There are bookshelves in all but one room of our house, and the one in which there aren’t any is the one in which I perhaps most often sit and read. In our bedroom there are shelves from floor to ceiling that sometimes oppress me as I try to sleep — “you don’t know everything, yet”, they taunt. “you haven’t read all of us.”

Nearer to me are the books I’m currently reading; there are five on my bedside table. Some started already, concert tickets and receipts poking from the top marking my place. Some are placed there as a reminder of their place in the queue, more in hope than expectation as there’s at least one that’s sat there for over a year.

Some never make it, like Paul Kingsnorth’s Booker prize-longlisted The Wake. I backed it on trendy crowdfunding site Unbound as I loved the ideas and the depth of world it wanted to create. I loved the unusual binding and the care that had been taken on the language. And I tried to read it, I really did, but never got more than a few pages in, chewing on the phonetic Anglo Saxon like so much beef gristle in a stodgy pudding. It staked its place permanently next to the bed, looking away with disdain as I skipped merrily through Viv Albertine’s memoir and danced a gnostic tango through the early 90s football and rave culture clutching Julian Cope’s insane One Three One.

I’ll confess, as I was again cheating on it with an ebook , I knew it was over. I would never read The Wake — and I sold it: a rare act of pragmatism in a life that’s seen me acquire more and more books I will simply never read.

This year I’ve bought books on the English Civil War (I had a vague idea for a novel set at the time), a collection of the letters between the Mitford Sisters (I’ve read a lot of collections of letters this year: PG Wodehouse, Orwell), biographies of Orwell, Truman Capote, HG Wells, all piled up on the shelves. There are tumbling pamphlets of poetry, gazed on then forgotten. My literary eyes are bigger than my literate belly.

I’ve read a book about Frank Sidebottom, a trashy biography of Fleetwood Mac, novels by my friends that have made me simultaneously proud and jealous, two books about the history of rhetoric (why?, oh why?, oh why?), more than one book about the Spanish Civil War, GK Chesterton’s The Man Who Was Thursday, which somehow clawed itself out of the the unread pile due to continued recommendation. And I spent months on the monolithic Ragged Trousered Philanthropistsas you may have read.

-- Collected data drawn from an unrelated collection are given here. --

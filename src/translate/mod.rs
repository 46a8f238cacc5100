pub mod client;
pub mod jsonl;
pub mod run;

pub use client::{HttpTranslator, TranslateError, Translator};
pub use jsonl::QaRecord;
pub use run::{run, RunConfig, RunSummary};
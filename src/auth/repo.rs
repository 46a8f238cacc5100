use serde::{Deserialize, Serialize};
use sqlx::{FromRow, PgPool};
use time::OffsetDateTime;
use uuid::Uuid;

/// Account role. Stored as the `user_role` Postgres enum.
#[derive(
    Debug, Clone, Copy, PartialEq, Eq, Serialize, Deserialize, Default, sqlx::Type,
)]
#[serde(rename_all = "lowercase")]
#[sqlx(type_name = "user_role", rename_all = "lowercase")]
pub enum Role {
    #[default]
    Learner,
    Admin,
}

impl Role {
    pub fn as_str(&self) -> &'static str {
        match self {
            Role::Learner => "learner",
            Role::Admin => "admin",
        }
    }
}

/// User record in the database.
#[derive(Debug, Clone, Serialize, Deserialize, FromRow)]
pub struct User {
    pub id: Uuid,
    pub name: String,
    pub email: String,
    #[serde(skip_serializing)]
    pub password_hash: String,
    pub role: Role,
    pub preferred_language: String,
    pub created_at: OffsetDateTime,
}

impl User {
    /// Find a user by email.
    pub async fn find_by_email(db: &PgPool, email: &str) -> anyhow::Result<Option<User>> {
        let user = sqlx::query_as::<_, User>(
            r#"
            SELECT id, name, email, password_hash, role, preferred_language, created_at
            FROM users
            WHERE email = $1
            "#,
        )
        .bind(email)
        .fetch_optional(db)
        .await?;
        Ok(user)
    }

    pub async fn find_by_id(db: &PgPool, id: Uuid) -> anyhow::Result<Option<User>> {
        let user = sqlx::query_as::<_, User>(
            r#"
            SELECT id, name, email, password_hash, role, preferred_language, created_at
            FROM users
            WHERE id = $1
            "#,
        )
        .bind(id)
        .fetch_optional(db)
        .await?;
        Ok(user)
    }

    /// Create a new user with hashed password.
    pub async fn create(
        db: &PgPool,
        name: &str,
        email: &str,
        password_hash: &str,
        role: Role,
    ) -> anyhow::Result<User> {
        let user = sqlx::query_as::<_, User>(
            r#"
            INSERT INTO users (name, email, password_hash, role)
            VALUES ($1, $2, $3, $4)
            RETURNING id, name, email, password_hash, role, preferred_language, created_at
            "#,
        )
        .bind(name)
        .bind(email)
        .bind(password_hash)
        .bind(role)
        .fetch_one(db)
        .await?;
        Ok(user)
    }

    /// Persist the user's preferred FAQ/UI language.
    pub async fn set_language(db: &PgPool, id: Uuid, language: &str) -> anyhow::Result<()> {
        sqlx::query(r#"UPDATE users SET preferred_language = $2 WHERE id = $1"#)
            .bind(id)
            .bind(language)
            .execute(db)
            .await?;
        Ok(())
    }
}

#[cfg(test)]
mod tests {
    use super::*;

    #[test]
    fn role_round_trips_through_json() {
        assert_eq!(serde_json::to_string(&Role::Admin).unwrap(), "\"admin\"");
        let role: Role = serde_json::from_str("\"learner\"").unwrap();
        assert_eq!(role, Role::Learner);
    }

    #[test]
    fn role_as_str_matches_serde() {
        assert_eq!(Role::Learner.as_str(), "learner");
        assert_eq!(Role::Admin.as_str(), "admin");
    }
}
use careernav::{app, state::AppState};

#[tokio::main]
async fn main() -> anyhow::Result<()> {
    dotenvy::dotenv().ok();

    let env_filter = std::env::var("RUST_LOG")
        .unwrap_or_else(|_| "careernav=debug,axum=info,tower_http=info".to_string());
    let json_logs = std::env::var("LOG_FORMAT")
        .map(|v| v == "json")
        .unwrap_or(false);

    if json_logs {
        tracing_subscriber::fmt()
            .with_env_filter(env_filter)
            .with_target(false)
            .json()
            .init();
    } else {
        tracing_subscriber::fmt().with_env_filter(env_filter).init();
    }

    let app_state = AppState::init().await?;

    // Run migrations if present
    if let Err(e) = sqlx::migrate!("./migrations").run(&app_state.db).await {
        tracing::warn!(error = %e, "migrations folder not found or migration failed; continuing");
    }

    let app = app::build_app(app_state);
    app::serve(app).await
}
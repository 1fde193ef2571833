// src/math/utils.rs

/// Mathematische Konstanten
pub mod constants {
    pub const EPSILON: f32 = 1e-6;
    pub const SQRT_5: f32 = 2.23606797749979;
    pub const PI: f32 = std::f32::consts::PI;

    /// Goldener Winkel π·(3 − √5), ca. 137.5°. Erzeugt maximal irrationale
    /// Winkelschritte und vermeidet dadurch Streifenbildung auf der Kugel.
    pub const GOLDEN_ANGLE: f32 = PI * (3.0 - SQRT_5);
}

/// Vergleichsfunktionen mit Toleranz
pub mod comparison {
    use super::constants::EPSILON;

    /// Prüft ob zwei Floats (nahezu) gleich sind
    pub fn nearly_equal(a: f32, b: f32) -> bool {
        (a - b).abs() < EPSILON
    }

    /// Prüft ob zwei Floats mit custom Toleranz gleich sind
    pub fn nearly_equal_eps(a: f32, b: f32, epsilon: f32) -> bool {
        (a - b).abs() < epsilon
    }

    /// Prüft ob Float (nahezu) Null ist
    pub fn nearly_zero(a: f32) -> bool {
        a.abs() < EPSILON
    }
}
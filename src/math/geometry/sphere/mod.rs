// src/math/geometry/sphere/mod.rs

// Deklaration der Untermodule für Kugel-spezifische Funktionalität
pub mod sampling;

pub use self::sampling::fibonacci_sphere_points;
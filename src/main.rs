// ./src/main.rs
use bevy::prelude::*;
use bevy_egui::EguiPlugin;
use bevy_panorbit_camera::PanOrbitCameraPlugin;

// Eigene Module deklarieren
pub mod cloud;
pub mod debug;
pub mod math;
pub mod setup;

use cloud::resources::ViewerSettings;
use cloud::systems::spawn_point_cloud;
use debug::ui::viewer_info_ui_system;
use math::probability::SeedResource;
use setup::setup_scene;

fn main() {
    App::new()
        .add_plugins(DefaultPlugins)
        .add_plugins(EguiPlugin)
        .add_plugins(PanOrbitCameraPlugin)
        .init_resource::<ViewerSettings>()
        .init_resource::<SeedResource>()
        // Szene zuerst, dann die Punktwolke in die fertige Szene spawnen.
        .add_systems(Startup, (setup_scene, spawn_point_cloud).chain())
        .add_systems(Update, viewer_info_ui_system)
        .run();
}
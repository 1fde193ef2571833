// src/math/geometry/sphere/sampling.rs

use crate::math::{error::*, types::*, utils::constants};

/// Verteilt `count` Punkte näherungsweise gleichmäßig auf der Oberfläche einer
/// Kugel mit dem angegebenen Radius (Fibonacci-Spirale, Goldener Winkel).
///
/// Die Höhen `y` überstreichen linear das Intervall knapp oberhalb von −1 bis
/// knapp unterhalb von +1; pro Punkt dreht der Azimut um einen Goldwinkel
/// weiter. Der Winkelindex läuft dabei um einen Schritt versetzt:
/// `a = ((i − 1) mod count) · Goldwinkel` statt des kanonischen
/// `i · Goldwinkel`. Der Rest folgt dem Vorzeichen des Dividenden (trunkierte
/// Division), für `i = 0` ergibt sich also `−Goldwinkel` bzw. Winkel 0 bei
/// `count == 1`. Gegenüber der kanonischen Variante ist die Folge damit um
/// einen Goldwinkel-Schritt gedreht; die Verteilung selbst bleibt gleichmäßig.
///
/// Jeder Aufruf rechnet die komplette Folge neu und liefert einen frischen
/// Vektor; gleiche Eingaben ergeben bitidentische Ergebnisse (kein Zufall).
pub fn fibonacci_sphere_points(count: usize, radius: f32) -> MathResult<Vec<Point3D>> {
    if count == 0 {
        return Err(MathError::InvalidPointCount { count });
    }
    if !radius.is_finite() || radius <= 0.0 {
        return Err(MathError::InvalidConfiguration {
            message: format!("sphere radius must be positive and finite, got {radius}"),
        });
    }

    let offset = 2.0 / count as f32;
    let mut points = Vec::with_capacity(count);

    for i in 0..count {
        let y = (i as f32 * offset - 1.0) + offset * 0.5;
        let r = (1.0 - y * y).sqrt();
        let a = ((i as i64 - 1) % count as i64) as f32 * constants::GOLDEN_ANGLE;

        points.push(Point3D::new(
            a.cos() * r * radius,
            y * radius,
            a.sin() * r * radius,
        ));
    }

    Ok(points)
}

#[cfg(test)]
mod tests {
    use super::*;
    use crate::math::utils::comparison;
    use approx::assert_relative_eq;

    #[test]
    fn test_point_count() {
        for count in [1, 2, 3, 50, 200] {
            let points = fibonacci_sphere_points(count, 2.0).unwrap();
            assert_eq!(points.len(), count);
        }
    }

    #[test]
    fn test_points_on_scaled_sphere() {
        let points = fibonacci_sphere_points(200, 2.0).unwrap();

        // Alle Punkte liegen auf der Kugel mit Radius 2, also x² + y² + z² ≈ 4.
        for point in &points {
            assert_relative_eq!(point.length_squared(), 4.0, epsilon = 1e-4);
        }
    }

    #[test]
    fn test_same_count_is_deterministic() {
        let first = fibonacci_sphere_points(137, 2.0).unwrap();
        let second = fibonacci_sphere_points(137, 2.0).unwrap();

        // Bitidentisch, nicht nur "nahe beieinander".
        assert_eq!(first, second);
    }

    #[test]
    fn test_different_count_recomputes() {
        let large = fibonacci_sphere_points(200, 2.0).unwrap();
        let small = fibonacci_sphere_points(50, 2.0).unwrap();

        assert_eq!(large.len(), 200);
        assert_eq!(small.len(), 50);
        // Ein anderes count verschiebt das Höhenraster, schon der erste Punkt
        // weicht ab.
        assert!(!comparison::nearly_equal(large[0].y, small[0].y));
    }

    #[test]
    fn test_single_point_boundary() {
        // count == 1: offset = 2, y = (0·2 − 1) + 1 = 0, Winkel (−1 mod 1) = 0.
        let points = fibonacci_sphere_points(1, 2.0).unwrap();
        assert_eq!(points.len(), 1);

        let p = points[0];
        assert!(p.x.is_finite() && p.y.is_finite() && p.z.is_finite());
        // Exakte Nullen sind hier berechnete Koordinaten, keine fehlenden Werte.
        assert_eq!(p.y, 0.0);
        assert_eq!(p.z, 0.0);
        assert!(comparison::nearly_equal(p.x, 2.0));
    }

    #[test]
    fn test_angle_convention() {
        // Goldwinkel π·(3 − √5) ≈ 2.39996 rad.
        assert!(comparison::nearly_equal_eps(
            constants::GOLDEN_ANGLE,
            2.399_963_2,
            1e-5
        ));

        let points = fibonacci_sphere_points(10, 2.0).unwrap();

        // Punkt 1 sitzt bei Azimut 0 (Winkel (1 − 1)·Goldwinkel = 0)...
        let azimuth_1 = points[1].z.atan2(points[1].x);
        assert!(comparison::nearly_zero(azimuth_1));

        // ...Punkt 0 einen Goldwinkel davor (Winkel (0 − 1)·Goldwinkel).
        let azimuth_0 = points[0].z.atan2(points[0].x);
        assert!(comparison::nearly_equal_eps(
            azimuth_0,
            -constants::GOLDEN_ANGLE,
            1e-5
        ));
    }

    #[test]
    fn test_linear_y_sweep() {
        let count = 64;
        let radius = 2.0;
        let points = fibonacci_sphere_points(count, radius).unwrap();

        // Erster Punkt knapp über dem Südpol, letzter knapp unter dem Nordpol.
        let margin = radius / count as f32;
        assert_relative_eq!(points[0].y, -radius + margin, epsilon = 1e-4);
        assert_relative_eq!(points[count - 1].y, radius - margin, epsilon = 1e-4);

        for pair in points.windows(2) {
            assert!(pair[0].y < pair[1].y);
        }
    }

    #[test]
    fn test_rejects_zero_count() {
        let result = fibonacci_sphere_points(0, 2.0);
        assert!(matches!(
            result,
            Err(MathError::InvalidPointCount { count: 0 })
        ));
    }

    #[test]
    fn test_rejects_invalid_radius() {
        for radius in [0.0, -2.0, f32::NAN, f32::INFINITY] {
            let result = fibonacci_sphere_points(10, radius);
            assert!(matches!(
                result,
                Err(MathError::InvalidConfiguration { .. })
            ));
        }
    }
}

Jonathan Meades’s An Encyclopaedia of Myself is astoundingly clever and insightful, but by the time I’d finished it I’d turned away many times. A Penguin edition of Nabakov’s Bend Sinister that I started just because it was small enough to take on holiday, another book about the Spanish Civil War and, most tellingly, the second of Danny Baker’s autobiographies (which made me leak with laughter).

The listing of the books I’ve bought but not read this year has helped me realise something about myself; I’m not as well read as I would like to think I am. For every classic or improving work I might get through, there are many discarded. Meades is everything I might want to be, but Baker is closer to the mark.

I’ve just put back onto the bedside table Umberella by Will Self. Will Self I love, his sheer exactitude of language, his invention, his coining of “slapped buttock” to perfectly describe David Cameron’s face, but his last novels have stalled on me. I got Umbrella on release, a signed copy, and started it straight away; months later and I’d given up, relegated it to the shelving. Having done almost the same with his previous, The Book of Dave, it took a degree of self awareness I don’t usually possess not to buyShark, at least not in hardback. That it is a sequel to the unfulfilled Umbrella, now back in rotation as I embarrass myself for giving up too easily — for not being clever enough — might have been the push I needed.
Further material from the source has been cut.